A cultural savant, Annie Clark sourced her stage name from a Nick Cave Song; her first album title Marry Me is a recurring line in the TV show Arrested Development; her second album Actor was deeply inspired by Disney movies; and her third album Strange Mercy alludes to Éric Rohmer films and Marilyn Monroe quotes.
A Berklee College of Music dropout, the singer/songwriter/multi-instrumentalist started out as a member of The Polyphonic Spree before joining Sufjan Stevens’ touring band. In 2006 she decided it was time to start her own band and tweaked out three complex, unorthodox albums, with her sound having been described as a mix of rock, pop, indie and jazz. After releasing an album with good friend David Byrne and receiving the 2013 Smithsonian Magazine American Ingenuity Award, St Vincent returns with another bag of elaborately twisted tunes.
St Vincent opens with Rattlesnake, a menagerie of distorted guitars, synth and quirky, zippy instrumentation, a theme that is carried through into the following track and first single, Birth in Reverse. Prince Johnny has a Bat for Lashes vibe to it, with the vocal melodies taking more control over the distorted guitars.

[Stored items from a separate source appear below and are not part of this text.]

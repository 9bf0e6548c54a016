use std::sync::Arc;
use crate::core::{
    emergency::EmergencyDetector,
    matcher::{MatchLimits, Matcher},
    taxonomy::Taxonomy,
};
use crate::models::{Doctor, IntakeOutcome, SymptomReport};

/// Symptom intake: emergency screening first, doctor matching otherwise
#[derive(Debug, Clone)]
pub struct Triage {
    detector: EmergencyDetector,
    matcher: Matcher,
}

impl Triage {
    pub fn new(taxonomy: Arc<Taxonomy>, limits: MatchLimits) -> Self {
        Self {
            detector: EmergencyDetector::new(taxonomy.clone()),
            matcher: Matcher::new(taxonomy, limits),
        }
    }

    pub fn detector(&self) -> &EmergencyDetector {
        &self.detector
    }

    pub fn matcher(&self) -> &Matcher {
        &self.matcher
    }

    /// Assess a report against a directory snapshot
    ///
    /// Matching is skipped entirely when an emergency is detected; the
    /// outcome then carries no doctors.
    pub fn assess(&self, report: &SymptomReport, candidates: Vec<Doctor>) -> IntakeOutcome {
        let emergency = self.detector.detect(&report.symptoms);
        let emergency_type = emergency.primary_kind();

        let (specializations, matched_doctors) = if emergency.is_emergency {
            tracing::info!(
                "Emergency {:?} detected, skipping doctor matching",
                emergency_type
            );
            (Vec::new(), Vec::new())
        } else {
            let result = self.matcher.match_report(report, candidates);
            (result.specializations.into_vec(), result.matches)
        };

        IntakeOutcome {
            report_id: uuid::Uuid::new_v4(),
            emergency_detected: emergency.is_emergency,
            emergency_type,
            emergency,
            ai_analysis: report.ai_analysis.clone(),
            specializations,
            matched_doctors,
            created_at: chrono::Utc::now(),
        }
    }
}

impl Default for Triage {
    fn default() -> Self {
        Self::new(Arc::new(Taxonomy::default()), MatchLimits::default())
    }
}

#[cfg(test)]
mod tests {
    use super::*;
    use crate::models::EmergencyKind;

    fn doctors() -> Vec<Doctor> {
        vec![
            Doctor::new("c1", "Cardiology").with_rating(4.7),
            Doctor::new("g1", "General Practice").with_rating(4.0),
        ]
    }

    #[test]
    fn test_emergency_short_circuits_matching() {
        let triage = Triage::default();
        let report = SymptomReport::new(["chest pain", "shortness of breath"]);

        let outcome = triage.assess(&report, doctors());

        assert!(outcome.emergency_detected);
        assert_eq!(outcome.emergency_type, Some(EmergencyKind::HeartAttack));
        assert!(outcome.matched_doctors.is_empty());
        assert!(outcome.specializations.is_empty());
    }

    #[test]
    fn test_non_emergency_matches() {
        let triage = Triage::default();
        let report = SymptomReport::new(["heart palpitations"])
            .with_analysis("Likely benign arrhythmia");

        let outcome = triage.assess(&report, doctors());

        assert!(!outcome.emergency_detected);
        assert_eq!(outcome.emergency_type, None);
        assert_eq!(outcome.ai_analysis.as_deref(), Some("Likely benign arrhythmia"));
        assert!(outcome.specializations.contains(&"Cardiology".to_string()));
        assert_eq!(outcome.matched_doctors.len(), 1);
        assert_eq!(outcome.matched_doctors[0].doctor.id.as_deref(), Some("c1"));
    }

    #[test]
    fn test_report_ids_unique() {
        let triage = Triage::default();
        let report = SymptomReport::new(["cough"]);

        let a = triage.assess(&report, vec![]);
        let b = triage.assess(&report, vec![]);
        assert_ne!(a.report_id, b.report_id);
    }
}
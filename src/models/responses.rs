use serde::{Deserialize, Serialize};
use crate::models::domain::{DoctorMatch, EmergencyAssessment, EmergencyKind};

/// Result of running a symptom report through triage
#[derive(Debug, Clone, Serialize, Deserialize)]
pub struct IntakeOutcome {
    pub report_id: uuid::Uuid,
    pub emergency_detected: bool,
    pub emergency_type: Option<EmergencyKind>,
    pub emergency: EmergencyAssessment,
    pub ai_analysis: Option<String>,
    pub specializations: Vec<String>,
    /// Empty whenever an emergency was detected
    pub matched_doctors: Vec<DoctorMatch>,
    pub created_at: chrono::DateTime<chrono::Utc>,
}

/// Response for a match request
#[derive(Debug, Clone, Serialize, Deserialize)]
pub struct MatchResponse {
    pub specializations: Vec<String>,
    pub matches: Vec<DoctorMatch>,
    pub total_candidates: usize,
}

/// Numbers shown on the emergency screen
#[derive(Debug, Clone, PartialEq, Eq, Serialize, Deserialize)]
pub struct EmergencyContacts {
    pub emergency: String,
    pub poison_control: String,
    pub suicide_prevention: String,
    pub crisis_text_line: String,
}

impl Default for EmergencyContacts {
    fn default() -> Self {
        Self {
            emergency: "911".to_string(),
            poison_control: "1-800-222-1222".to_string(),
            suicide_prevention: "988".to_string(),
            crisis_text_line: "Text HOME to 741741".to_string(),
        }
    }
}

Clark starts to lather on the instrumentation, with Huey Newton creating an airy wonderland of synth, and second single Digital Witness delivers a driving horn section. I Prefer Your Love slows things down a bit with spacey production, before Regret sets in with stomping drums and guitar layering. Bring Me Your Loves typifies St Vincent’s contorting arrangements, filled with a quirky mishmash of synths, guitars and her gorgeous choir voice going a cappella in parts. Psychopath is ironically one of the more normal, consistently assembled tracks on the record, with glimmering synth and soaring vocals carrying it, before a typically abrupt conclusion. Every Tear Disappears exhibits some sharp electronic production before Severed Crossed Fingers provides a gorgeous slow farewell.
Known for her ornately complex compositions contrasted with her pretty voice, St Vincent sees her unique songwriting continue to peak. She augments already warped structures to reach a seemingly natural dynamic, with characteristic undertones of sex, violence and disarray. They say it’s a fine line between genius and insanity, and with her manic music making, St Vincent continues to dabble either side of the line.